Wearing the burqa has been banned in French public schools since 2004, as the result of a law that prohibits students wearing any clearly visible religious symbols. This was followed on 22 June 2009, by the president of France, Nicolas Sarkozy, stating that burqas were 'not welcome' in France. The President further stated, 'In our country, we cannot accept that women be prisoners behind a screen, cut off from all social life, deprived of all identity'.
The French National Assembly appointed 32 lawmakers from right- and left-wing parties to a six-month fact-finding mission to look at ways of restricting its use. On 26 January 2010, the commission reported that access to public services and public transport should be barred to those wearing the burqa.
The Netherlands is likely to propose a country-wide ban as well.

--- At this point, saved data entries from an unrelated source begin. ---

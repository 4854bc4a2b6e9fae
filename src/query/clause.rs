use crate::core::value::json_to_sql;
use crate::query::pattern::LIKE_ESCAPE;
use crate::storage::schema::{JSON_COLUMN, extract, sql_escape_string};
use rusqlite::types::Value as SqlValue;
use serde_json::Value as JsonValue;

/// Comparison applied by a predicate clause.
#[derive(Debug, Clone, Copy, PartialEq, Eq)]
pub enum Operator {
    In,
    NotIn,
    IsNull,
    IsNotNull,
    Like,
    Eq,
    NotEq,
    Gt,
    Gte,
    Lt,
    Lte,
}

impl Operator {
    pub fn as_sql(&self) -> &'static str {
        match self {
            Operator::In => "IN",
            Operator::NotIn => "NOT IN",
            Operator::IsNull => "IS NULL",
            Operator::IsNotNull => "IS NOT NULL",
            Operator::Like => "LIKE",
            Operator::Eq => "=",
            Operator::NotEq => "!=",
            Operator::Gt => ">",
            Operator::Gte => ">=",
            Operator::Lt => "<",
            Operator::Lte => "<=",
        }
    }
}

/// Function wrapped around the extracted value before comparison.
#[derive(Debug, Clone, Copy, PartialEq, Eq, Default)]
pub enum Transform {
    #[default]
    Identity,
    /// `lower(...)`, for case-insensitive text predicates
    Lower,
    /// `json_quote(...)`, canonical JSON text of the stored value
    Json,
    /// `json_array_length(...)`, for list size predicates; 0 for a stored
    /// value that is not a list
    ArrayLength,
}

impl Transform {
    /// Expression compared for `key_path` under this transform.
    pub fn target(&self, key_path: &str) -> String {
        match self {
            Transform::Identity => extract(key_path),
            Transform::Lower => format!("lower({})", extract(key_path)),
            Transform::Json => format!("json_quote({})", extract(key_path)),
            Transform::ArrayLength => format!(
                "json_array_length({}, '$.{}')",
                JSON_COLUMN,
                sql_escape_string(key_path)
            ),
        }
    }
}

/// Right-hand side of a clause; its shape decides the bind arity.
#[derive(Debug, Clone, PartialEq)]
pub enum Operand {
    None,
    Scalar(JsonValue),
    List(Vec<JsonValue>),
}

impl Operand {
    fn placeholders(&self) -> Option<String> {
        match self {
            Operand::None => None,
            Operand::Scalar(_) => Some("?".to_string()),
            Operand::List(values) => Some(format!("({})", vec!["?"; values.len()].join(", "))),
        }
    }

    fn binds(&self) -> Vec<SqlValue> {
        match self {
            Operand::None => Vec::new(),
            Operand::Scalar(value) => vec![json_to_sql(value)],
            Operand::List(values) => values.iter().map(json_to_sql).collect(),
        }
    }
}

/// One predicate over a document key path.
#[derive(Debug, Clone, PartialEq)]
pub struct Clause {
    pub key_path: String,
    pub operator: Operator,
    pub operand: Operand,
    pub transform: Transform,
}

impl Clause {
    pub fn new(key_path: &str, operator: Operator, operand: Operand) -> Self {
        Self {
            key_path: key_path.to_string(),
            operator,
            operand,
            transform: Transform::Identity,
        }
    }

    pub fn with_transform(mut self, transform: Transform) -> Self {
        self.transform = transform;
        self
    }

    /// SQL text of the clause and its bind values, in placeholder order.
    pub fn render(&self) -> (String, Vec<SqlValue>) {
        let target = self.transform.target(&self.key_path);
        let mut sql = match self.operand.placeholders() {
            Some(placeholders) => format!("{} {} {}", target, self.operator.as_sql(), placeholders),
            None => format!("{} {}", target, self.operator.as_sql()),
        };
        if self.operator == Operator::Like {
            sql.push_str(&format!(" ESCAPE '{}'", LIKE_ESCAPE));
        }
        (sql, self.operand.binds())
    }
}
//! Flat binary codec
//!
//! Primitives for writing fixed-width scalars, length-prefixed byte arrays
//! and UTF-8 strings into a caller-owned byte buffer, with an explicitly
//! chosen byte order.
//!
//! # Wire Format
//!
//! - `i16`/`u16` take 2 bytes, `i32`/`u32`/`f32` take 4, `u8` takes 1
//! - Variable-length values carry an `i32` byte-length prefix
//! - The byte order is never recorded in the data
//!
//! Every function takes a buffer and an offset and returns the number of
//! bytes it consumed; the caller adds that to its own cursor:
//!
//! ```
//! use flatcodec::{ByteOrder, Codec};
//!
//! let ctx = Codec::new(ByteOrder::Big);
//! let mut buf = [0u8; 32];
//! let mut pos = 0;
//! pos += ctx.write_i32(&mut buf, pos, 42);
//! pos += ctx.write_string(&mut buf, pos, "hi").unwrap();
//! assert_eq!(pos, 10);
//! ```
//!
//! Offsets and lengths outside the buffer panic. Malformed input that can
//! be detected (a negative prefix, invalid UTF-8) is returned as a
//! [`CodecError`].

mod byte_order;
mod composite;
mod context;
mod error;
mod scalar;
mod string_buffer;

pub use byte_order::ByteOrder;
pub use composite::{
    encoded_len, read_bytes, read_bytes_ordered, read_bytes_shared, read_bytes_shared_ordered,
    read_string, read_string_ordered, write_bytes, write_bytes_ordered, write_string,
    write_string_ordered, LENGTH_PREFIX_SIZE, MAX_PAYLOAD_LEN,
};
pub use context::Codec;
pub use error::{CodecError, Result};
pub use scalar::{
    read_f32, read_f32_ordered, read_i16, read_i16_ordered, read_i32, read_i32_ordered,
    read_scalar, read_u16, read_u16_ordered, read_u32, read_u32_ordered, read_u8, write_f32,
    write_f32_ordered, write_i16, write_i16_ordered, write_i32, write_i32_ordered, write_scalar,
    write_u16, write_u16_ordered, write_u32, write_u32_ordered, write_u8, Scalar,
};
pub use string_buffer::{
    read_string_buffer, read_string_buffer_ordered, write_string_buffer,
    write_string_buffer_ordered, StringBuffer,
};

/// Re-export bytes for convenience
pub use bytes::{Bytes, BytesMut};
//! Hex rendering of wire images

use crate::error::{CliError, Result};

pub fn encode(bytes: &[u8]) -> String {
    bytes.iter().map(|b| format!("{:02x}", b)).collect()
}

/// Parse hex digits, ignoring whitespace and an optional `0x` prefix
pub fn decode(input: &str) -> Result<Vec<u8>> {
    let digits: String = input.chars().filter(|c| !c.is_whitespace()).collect();
    let digits = digits
        .strip_prefix("0x")
        .or_else(|| digits.strip_prefix("0X"))
        .unwrap_or(&digits);

    if let Some(bad) = digits.chars().find(|c| !c.is_ascii_hexdigit()) {
        return Err(CliError::InvalidHex(format!("unexpected character '{}'", bad)));
    }
    if digits.len() % 2 != 0 {
        return Err(CliError::InvalidHex(format!("odd number of digits ({})", digits.len())));
    }

    // all ASCII from here, so byte offsets are char boundaries
    (0..digits.len())
        .step_by(2)
        .map(|i| u8::from_str_radix(&digits[i..i + 2], 16).map_err(|_| CliError::InvalidHex(digits[i..i + 2].to_string())))
        .collect()
}
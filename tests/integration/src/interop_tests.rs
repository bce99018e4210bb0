//! Interop Tests - Byte Order Agreement
//!
//! These tests check images against independent references:
//! - shift-and-mask encoders for both byte orders
//! - fixed images as a peer with a different native order would send them
//! - mismatched orders between encoder and decoder
//! - corrupted string payloads

mod common;

use flatcodec::{
    read_f32_ordered, read_i16, read_i32_ordered, read_string_ordered, read_u16_ordered,
    read_u32, write_bytes_ordered, write_f32_ordered, write_i16, write_i16_ordered,
    write_i32_ordered, write_string_ordered, write_u32, write_u32_ordered, ByteOrder, Codec,
    CodecError,
};

use common::*;

fn shift_le(v: u32) -> [u8; 4] {
    [v as u8, (v >> 8) as u8, (v >> 16) as u8, (v >> 24) as u8]
}

fn shift_be(v: u32) -> [u8; 4] {
    [(v >> 24) as u8, (v >> 16) as u8, (v >> 8) as u8, v as u8]
}

#[test]
fn test_spec_example_layouts() {
    let mut buf = [0u8; 4];
    write_i32_ordered(&mut buf, 0, 0x12345678, ByteOrder::Little);
    assert_eq!(buf, [0x78, 0x56, 0x34, 0x12]);
    write_i32_ordered(&mut buf, 0, 0x12345678, ByteOrder::Big);
    assert_eq!(buf, [0x12, 0x34, 0x56, 0x78]);
}

#[test]
fn test_against_shift_and_mask_reference() {
    let mut buf = [0u8; 4];
    let mut state = 0x9E37_79B9u32;
    for _ in 0..1000 {
        // xorshift
        state ^= state << 13;
        state ^= state >> 17;
        state ^= state << 5;

        write_u32_ordered(&mut buf, 0, state, ByteOrder::Little);
        assert_eq!(buf, shift_le(state));
        write_u32_ordered(&mut buf, 0, state, ByteOrder::Big);
        assert_eq!(buf, shift_be(state));

        write_f32_ordered(&mut buf, 0, f32::from_bits(state), ByteOrder::Big);
        assert_eq!(buf, shift_be(state));
        assert_eq!(read_f32_ordered(&buf, 0, ByteOrder::Big).0.to_bits(), state);
    }
}

#[test]
fn test_native_forms_follow_host() {
    let native = ByteOrder::native();
    let mut a = [0u8; 4];
    let mut b = [0u8; 4];

    write_u32(&mut a, 0, 0xA1B2C3D4);
    write_u32_ordered(&mut b, 0, 0xA1B2C3D4, native);
    assert_eq!(a, b);
    assert_eq!(read_u32(&a, 0), (0xA1B2C3D4, 4));

    write_i16(&mut a, 0, -300);
    write_i16_ordered(&mut b, 0, -300, native);
    assert_eq!(a[..2], b[..2]);
    assert_eq!(read_i16(&a, 0), (-300, 2));
}

#[test]
fn test_decode_fixed_peer_images() {
    // int32 -2, u16 0x0102, string "hi", float 2.0 as a big-endian peer writes them
    let big = [
        0xFF, 0xFF, 0xFF, 0xFE, 0x01, 0x02, 0x00, 0x00, 0x00, 0x02, b'h', b'i', 0x40, 0x00, 0x00,
        0x00,
    ];
    // and the same fields from a little-endian peer
    let little = [
        0xFE, 0xFF, 0xFF, 0xFF, 0x02, 0x01, 0x02, 0x00, 0x00, 0x00, b'h', b'i', 0x00, 0x00, 0x00,
        0x40,
    ];

    for (image, order) in [(&big, ByteOrder::Big), (&little, ByteOrder::Little)] {
        let mut pos = 0;
        let (a, n) = read_i32_ordered(image, pos, order);
        pos += n;
        let (b, n) = read_u16_ordered(image, pos, order);
        pos += n;
        let (c, n) = read_string_ordered(image, pos, order).unwrap();
        pos += n;
        let (d, n) = read_f32_ordered(image, pos, order);
        pos += n;

        assert_eq!((a, b, c.as_str(), d), (-2, 0x0102, "hi", 2.0));
        assert_eq!(pos, image.len());
    }
}

#[test]
fn test_mismatched_order_swaps_bytes() {
    let mut buf = [0u8; 4];
    write_i32_ordered(&mut buf, 0, 0x12345678, ByteOrder::Big);
    let (value, _) = read_i32_ordered(&buf, 0, ByteOrder::Little);
    assert_eq!(value, 0x78563412);
    assert_eq!(value.swap_bytes(), 0x12345678);
}

#[test]
fn test_mismatched_order_breaks_length_prefix() {
    let mut buf = [0u8; 12];
    write_string_ordered(&mut buf, 0, "abcdefgh", ByteOrder::Big).unwrap();

    // 8 read as little-endian is 0x08000000, far past the buffer
    let result = std::panic::catch_unwind(|| read_string_ordered(&buf, 0, ByteOrder::Little));
    assert!(result.is_err());
}

#[test]
fn test_corrupted_string_is_reported() {
    init_tracing();

    let ctx = Codec::big_endian();
    let reading = Reading {
        sensor_id: 5,
        label: "valid".to_string(),
        value: 0.5,
    };
    let mut buf = vec![0u8; reading.encoded_len()];
    reading.encode(&mut buf, 0, &ctx).unwrap();

    // lone continuation byte in the label
    buf[8] = 0x80;
    let err = Reading::decode(&buf, 0, &ctx).unwrap_err();
    assert!(matches!(err, CodecError::InvalidUtf8(_)));
    assert!(err.to_string().contains("invalid UTF-8"));
}

#[test]
fn test_overlong_encoding_is_rejected() {
    let mut buf = [0u8; 6];
    // overlong encoding of '/'
    write_bytes_ordered(&mut buf, 0, &[0xC0, 0xAF], ByteOrder::Little).unwrap();
    assert!(matches!(
        read_string_ordered(&buf, 0, ByteOrder::Little),
        Err(CodecError::InvalidUtf8(_))
    ));
}
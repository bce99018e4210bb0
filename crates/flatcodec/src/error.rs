//! Codec error types
//!
//! Only malformed input is reported here. Offsets or lengths that reach past
//! the end of the supplied buffer are caller bugs and panic through ordinary
//! slice indexing.

use thiserror::Error;

/// Recoverable encoding/decoding errors
#[derive(Debug, Error)]
pub enum CodecError {
    /// Payload of a length-prefixed string is not valid UTF-8
    #[error("invalid UTF-8 in string payload: {0}")]
    InvalidUtf8(#[from] std::string::FromUtf8Error),

    /// Length prefix decoded to a negative value
    #[error("negative length prefix: {0}")]
    NegativeLength(i32),

    /// Not enough data for an embedded length-prefixed value
    #[error("buffer underflow: needed {needed} bytes, have {have}")]
    BufferUnderflow { needed: usize, have: usize },

    /// Recorded buffer size disagrees with the bytes that follow it
    #[error("buffer size mismatch: recorded {recorded}, actual {actual}")]
    BufferSizeMismatch { recorded: i32, actual: usize },

    /// Payload does not fit in a 32-bit signed length prefix
    #[error("payload too large: {len} bytes exceeds maximum {max}")]
    PayloadTooLarge { len: usize, max: usize },
}

/// Result type for codec operations
pub type Result<T> = std::result::Result<T, CodecError>;
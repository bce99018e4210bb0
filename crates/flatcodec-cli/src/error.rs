//! Error types for the command line tool

use flatcodec::CodecError;
use thiserror::Error;

#[derive(Debug, Error)]
pub enum CliError {
    #[error("invalid field '{0}': expected TYPE:VALUE")]
    InvalidField(String),

    #[error("unknown field type: {0}")]
    UnknownType(String),

    #[error("invalid {ty} value: {value}")]
    InvalidValue { ty: &'static str, value: String },

    #[error("invalid hex: {0}")]
    InvalidHex(String),

    #[error("input truncated at offset {offset}: needed {needed} bytes, have {have}")]
    Truncated { offset: usize, needed: usize, have: usize },

    #[error(transparent)]
    Codec(#[from] CodecError),
}

pub type Result<T> = std::result::Result<T, CliError>;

On 29 April 2010, the lower house of parliament in Belgium passed a bill banning from streets and parks the wearing of any clothing that would obscure the identity of the wearer. The proposal is now to go to the Senate. The BBC estimates that 'Only around 30 women wear this kind of veil in Belgium, out of a Muslim population of around half a million.'
In Europe, several crimes have been committed by men or women using a burqa as a disguise in order to break into buildings. One such incident occurred on 6 May 2010, in Bury, when a robbery occurred in a jewellery shop. There were five robbers, the first of whom tricked the shopkeeper while wearing the full garment and then let his friends into the shop.